I am trying to use WCF to do some remote user management things. I and reusing some code I had on a server 2003 box and worked fine, but on my windows 7 test box when I check to see if the user who called the function is administrator it says it is not.
[OperationBehavior(Impersonation=ImpersonationOption.Required)]
public string SetPassword(string username)
{
WindowsPrincipal principal = new WindowsPrincipal(OperationContext.Current.ServiceSecurityContext.WindowsIdentity);
System.Diagnostics.Debug.Print(WindowsIdentity.GetCurrent().Name);
System.Diagnostics.Debug.Print(principal.Identity.Name);
if (principal.IsInRole(WindowsBuiltInRole.Administrator))
{
//try
{
lock (Watchdog.m_principalContext)
{
using (UserPrincipal up = UserPrincipal.FindByIdentity(Watchdog.m_principalContext, username))
{
string newpassword = CreateRandomPassword();
up.SetPassword(newpassword);
up.Save();
return newpassword;
}
}
}
//catch
{
return null;
}
}
else
throw new System.Security.SecurityException("User not administrator");
}
principal.IsInRole(WindowsBuiltInRole.Administrator) is returning false every time. Both my current identity and principal.idenity are the correct user to be impersonated. and that user is a member of the administrators user group.
I think it has to do with UAC that was implemented in windows vista and up. this will be a issue because the production machine this will be going on to is a win2k8-r2 box.
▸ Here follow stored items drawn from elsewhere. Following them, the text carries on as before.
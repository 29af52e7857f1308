//! HTTP client construction
//!
//! Builds the `reqwest` client shared by every outbound call of the minting
//! client, with the identifying headers the allocation service expects.

use reqwest::Client;
use reqwest::header::{ACCEPT, CONTENT_TYPE, HeaderMap, HeaderValue, USER_AGENT};
use std::time::Duration;

/// Default User-Agent sent with every request
pub const DEFAULT_USER_AGENT: &str = "TangyuanAgent/1.0 (AI Agent)";

/// HTTP client configuration
#[derive(Debug, Clone)]
pub struct HttpClientConfig {
    /// User-Agent header value
    pub user_agent: String,
    /// TCP/TLS connect timeout
    pub connect_timeout: Duration,
    /// Default whole-request timeout (individual requests may override it)
    pub request_timeout: Duration,
    /// Idle connections kept per host; fan-out bursts reuse them
    pub pool_max_idle_per_host: usize,
}

impl Default for HttpClientConfig {
    fn default() -> Self {
        Self {
            user_agent: DEFAULT_USER_AGENT.to_string(),
            connect_timeout: Duration::from_secs(5),
            request_timeout: Duration::from_secs(10),
            pool_max_idle_per_host: 64,
        }
    }
}

/// Error when building the HTTP client
#[derive(Debug, thiserror::Error)]
pub enum HttpClientError {
    #[error("Invalid header value for {0}")]
    InvalidHeader(&'static str),

    #[error("Failed to build HTTP client: {0}")]
    Build(#[from] reqwest::Error),
}

/// Build the default header set
///
/// ## Arguments
/// * `user_agent` - Value for the User-Agent header
///
/// ## Returns
/// * `Ok(HeaderMap)` - User-Agent, Content-Type and Accept headers
/// * `Err(HttpClientError)` - The User-Agent contains characters not allowed in headers
pub fn default_headers(user_agent: &str) -> Result<HeaderMap, HttpClientError> {
    let mut headers = HeaderMap::new();
    headers.insert(
        USER_AGENT,
        HeaderValue::from_str(user_agent).map_err(|_| HttpClientError::InvalidHeader("User-Agent"))?,
    );
    headers.insert(CONTENT_TYPE, HeaderValue::from_static("application/json"));
    headers.insert(ACCEPT, HeaderValue::from_static("application/json"));
    Ok(headers)
}

/// Build a pooled HTTP client from configuration
pub fn build_client(config: &HttpClientConfig) -> Result<Client, HttpClientError> {
    let client = Client::builder()
        .default_headers(default_headers(&config.user_agent)?)
        .connect_timeout(config.connect_timeout)
        .timeout(config.request_timeout)
        .pool_max_idle_per_host(config.pool_max_idle_per_host)
        .tcp_nodelay(true)
        .build()?;
    Ok(client)
}

/// Open a connection to `url` ahead of time so the TLS handshake is not paid
/// on the first time-critical request. Failures are ignored.
pub async fn warm_up(client: &Client, url: &str) {
    match client.head(url).send().await {
        Ok(response) => {
            tracing::debug!(url, status = response.status().as_u16(), "Connection warmed up");
        }
        Err(e) => {
            tracing::debug!(url, error = %e, "Connection warm-up failed, continuing");
        }
    }
}
//! Benchmark Use Case
//!
//! Measures solver throughput against a random challenge.

use crate::domain::search::{SearchControl, solve_parallel};
use crate::domain::services::verify;
use crate::domain::value_objects::{Difficulty, Nonce};
use std::time::{Duration, Instant};

/// One benchmark run
#[derive(Debug, Clone)]
pub struct BenchmarkReport {
    pub difficulty: Difficulty,
    pub threads: usize,
    pub nonce: Nonce,
    pub attempts: u64,
    pub elapsed: Duration,
}

impl BenchmarkReport {
    pub fn hash_rate(&self) -> f64 {
        let secs = self.elapsed.as_secs_f64();
        if secs > 0.0 { self.attempts as f64 / secs } else { 0.0 }
    }
}

/// Solve a freshly generated challenge and report the rate
///
/// Blocking; call from `spawn_blocking` in async contexts. Returns `None`
/// if `control` stops the search first.
pub fn run_benchmark(
    difficulty: Difficulty,
    threads: usize,
    control: &SearchControl,
) -> Option<BenchmarkReport> {
    let challenge = hex::encode(platform::crypto::random_bytes(16));
    let identity = "bench";

    let started = Instant::now();
    let nonce = solve_parallel(&challenge, identity, difficulty, threads, control)?;
    let elapsed = started.elapsed();
    debug_assert!(verify(&challenge, identity, nonce, difficulty));

    let report = BenchmarkReport {
        difficulty,
        threads,
        nonce,
        attempts: control.progress().attempts(),
        elapsed,
    };
    tracing::info!(
        difficulty = %difficulty,
        threads,
        attempts = report.attempts,
        elapsed_ms = elapsed.as_millis() as u64,
        hash_rate = report.hash_rate() as u64,
        "Benchmark finished"
    );
    Some(report)
}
Any suggestions on what to do?
As I did not want to do all that work (from RandomNoob’s post) for check if the user is an administrator and the service is already running in a administrative context, I decided to just drop impersonation. I created a new user group called WCFUsers and anyone who will be using the service was added to that group. It now does the
System.DirectoryServices.AccountManagementoperations in its own context.